[Record excerpts — start]
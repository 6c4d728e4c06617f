use ratatui::style::{Color, Modifier, Style};

/// Tape-red progress fill, matching the room's accent.
pub(super) const ACCENT_PROGRESS_RGB: (u8, u8, u8) = (255, 64, 64);
pub(super) const PANEL_TEXT_RGB: (u8, u8, u8) = (222, 222, 222);
pub(super) const DIM_TEXT_RGB: (u8, u8, u8) = (140, 140, 140);
pub(super) const LIVE_RGB: (u8, u8, u8) = (64, 220, 64);
pub(super) const OSD_RGB: (u8, u8, u8) = (245, 245, 245);
pub(super) const SYSTEM_TEXT_RGB: (u8, u8, u8) = (150, 150, 170);

pub(super) const fn rgb(value: (u8, u8, u8)) -> Color {
    Color::Rgb(value.0, value.1, value.2)
}

pub(super) fn style_color(no_color: bool, color: Color) -> Style {
    if no_color {
        Style::default()
    } else {
        Style::default().fg(color)
    }
}

pub(super) fn osd_style(no_color: bool) -> Style {
    let style = style_color(no_color, rgb(OSD_RGB));
    style.add_modifier(Modifier::BOLD)
}
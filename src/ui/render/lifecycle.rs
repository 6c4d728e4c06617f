use tokio::sync::watch;

use crate::shutdown::ShutdownSender;
use crate::ui::model::{UiData, UiRenderData};

use super::{Ui, UiActions};

struct TerminalGuard;

impl Drop for TerminalGuard {
    fn drop(&mut self) {
        Ui::cleanup();
    }
}

/// Spawns the render task: draws a frame on every published model change
/// until shutdown. Owns the terminal for its whole lifetime; the guard
/// restores the screen even on an early exit.
#[must_use]
pub fn setup_render_ui(
    shutdown_tx: &ShutdownSender,
    ui_tx: &watch::Sender<UiData>,
) -> tokio::task::JoinHandle<()> {
    let mut ui_rx = ui_tx.subscribe();
    let mut shutdown_rx = shutdown_tx.subscribe();
    tokio::spawn(async move {
        let mut terminal = match Ui::setup_terminal() {
            Ok(terminal) => terminal,
            Err(err) => {
                eprintln!("Failed to setup terminal: {}", err);
                return;
            }
        };
        let _guard = TerminalGuard;

        let initial = UiRenderData::from(&*ui_rx.borrow());
        Ui::render(&mut terminal, &initial);

        loop {
            tokio::select! {
                _ = shutdown_rx.recv() => break,
                res = ui_rx.changed() => {
                    if res.is_ok() {
                        let msg = ui_rx.borrow().clone();
                        let data = UiRenderData::from(&msg);
                        Ui::render(&mut terminal, &data);
                    } else {
                        break;
                    }
                }
            }
        }
    })
}
use url::Url;

use crate::error::FeedError;

/// Path of the state subscription endpoint on the room server.
const STATE_PATH: &str = "/state";
/// Path of the chat relay endpoint on the room server.
const CHAT_PATH: &str = "/chat";

/// Derives a room-scoped WebSocket endpoint from the server base URL:
/// http(s) schemes are coerced to ws(s), the path is replaced, and the room
/// identifier is attached as a query parameter.
///
/// # Errors
///
/// Returns an error when the base URL cannot be parsed or carries a scheme
/// that cannot reach a WebSocket endpoint.
pub fn room_endpoint(base: &str, path: &str, room: &str) -> Result<Url, FeedError> {
    let mut url = Url::parse(base).map_err(|err| FeedError::InvalidBaseUrl {
        value: base.to_owned(),
        source: err,
    })?;
    if url.cannot_be_a_base() {
        return Err(FeedError::BaseUrlNotABase {
            value: base.to_owned(),
        });
    }

    let target = match url.scheme() {
        "ws" | "wss" => None,
        "http" => Some("ws"),
        "https" => Some("wss"),
        other => {
            return Err(FeedError::UnsupportedScheme {
                scheme: other.to_owned(),
            });
        }
    };
    if let Some(scheme) = target
        && url.set_scheme(scheme).is_err()
    {
        return Err(FeedError::UnsupportedScheme {
            scheme: scheme.to_owned(),
        });
    }

    url.set_path(path);
    url.set_fragment(None);
    url.query_pairs_mut().clear().append_pair("room", room);
    Ok(url)
}

/// State feed endpoint for a room.
///
/// # Errors
///
/// See [`room_endpoint`].
pub fn state_feed_url(base: &str, room: &str) -> Result<Url, FeedError> {
    room_endpoint(base, STATE_PATH, room)
}

/// Chat relay endpoint for a room.
///
/// # Errors
///
/// See [`room_endpoint`].
pub fn chat_relay_url(base: &str, room: &str) -> Result<Url, FeedError> {
    room_endpoint(base, CHAT_PATH, room)
}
[Record excerpts — finish]
**Task to carry out**. Bring together all lines in the records where the word "UiData" is found.

**Your solution**.
use crate::ui::model::{UiData, UiRenderData};
    ui_tx: &watch::Sender<UiData>,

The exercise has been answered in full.